Word for word, transcribe all of the records.

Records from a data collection
#####

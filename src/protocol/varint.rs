//! Variable-length "remaining length" integers.
//!
//! MQTT encodes the remaining-length field base-128, least significant group
//! first, with the high bit of each byte set while more bytes follow. At most
//! four bytes are allowed, which caps the value at [`MAX_VAR_INT`].

use super::CodecError;

// ============================================================================
// Constants
// ============================================================================

/// Largest value representable in four bytes.
pub const MAX_VAR_INT: usize = 268_435_455;

/// Maximum encoded width in bytes.
pub const MAX_VAR_INT_BYTES: usize = 4;

const CONTINUATION: u8 = 0x80;

// ============================================================================
// Encoding
// ============================================================================

/// Appends `value` to `out` in variable-length form.
///
/// Zero encodes as a single `0x00` byte.
///
/// # Errors
///
/// Returns [`CodecError::LengthOverflow`] if `value` exceeds [`MAX_VAR_INT`].
pub fn encode_var_int(value: usize, out: &mut Vec<u8>) -> Result<(), CodecError> {
    if value > MAX_VAR_INT {
        return Err(CodecError::LengthOverflow { len: value });
    }

    let mut remaining = value;
    loop {
        // Masked to 7 bits, the cast cannot truncate.
        let mut byte = (remaining % 128) as u8;
        remaining /= 128;
        if remaining > 0 {
            byte |= CONTINUATION;
        }
        out.push(byte);
        if remaining == 0 {
            return Ok(());
        }
    }
}

// ============================================================================
// Decoding
// ============================================================================

/// Reads a variable-length integer from the start of `bytes`.
///
/// Returns the value and the number of bytes consumed, or `None` when the
/// buffer ends before the terminating byte or the encoding runs past four
/// bytes.
#[must_use]
pub fn decode_var_int(bytes: &[u8]) -> Option<(usize, usize)> {
    let mut value = 0usize;
    let mut multiplier = 1usize;

    for (index, &byte) in bytes.iter().take(MAX_VAR_INT_BYTES).enumerate() {
        value += usize::from(byte & !CONTINUATION) * multiplier;
        if byte & CONTINUATION == 0 {
            return Some((value, index + 1));
        }
        multiplier *= 128;
    }

    None
}

// ============================================================================
// Tests
// ============================================================================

#####

## RESULT
filename src/protocol/varint.rs
//! Variable-length "remaining length" integers.
//!
//! MQTT encodes the remaining-length field base-128, least significant group
//! first, with the high bit of each byte set while more bytes follow. At most
//! four bytes are allowed, which caps the value at [`MAX_VAR_INT`].

use super::CodecError;

// ============================================================================
// Constants
// ============================================================================

/// Largest value representable in four bytes.
pub const MAX_VAR_INT: usize = 268_435_455;

/// Maximum encoded width in bytes.
pub const MAX_VAR_INT_BYTES: usize = 4;

const CONTINUATION: u8 = 0x80;

// ============================================================================
// Encoding
// ============================================================================

/// Appends `value` to `out` in variable-length form.
///
/// Zero encodes as a single `0x00` byte.
///
/// # Errors
///
/// Returns [`CodecError::LengthOverflow`] if `value` exceeds [`MAX_VAR_INT`].
pub fn encode_var_int(value: usize, out: &mut Vec<u8>) -> Result<(), CodecError> {
    if value > MAX_VAR_INT {
        return Err(CodecError::LengthOverflow { len: value });
    }

    let mut remaining = value;
    loop {
        // Masked to 7 bits, the cast cannot truncate.
        let mut byte = (remaining % 128) as u8;
        remaining /= 128;
        if remaining > 0 {
            byte |= CONTINUATION;
        }
        out.push(byte);
        if remaining == 0 {
            return Ok(());
        }
    }
}

// ============================================================================
// Decoding
// ============================================================================

/// Reads a variable-length integer from the start of `bytes`.
///
/// Returns the value and the number of bytes consumed, or `None` when the
/// buffer ends before the terminating byte or the encoding runs past four
/// bytes.
#[must_use]
pub fn decode_var_int(bytes: &[u8]) -> Option<(usize, usize)> {
    let mut value = 0usize;
    let mut multiplier = 1usize;

    for (index, &byte) in bytes.iter().take(MAX_VAR_INT_BYTES).enumerate() {
        value += usize::from(byte & !CONTINUATION) * multiplier;
        if byte & CONTINUATION == 0 {
            return Some((value, index + 1));
        }
        multiplier *= 128;
    }

    None
}

// ============================================================================
// Tests
// ============================================================================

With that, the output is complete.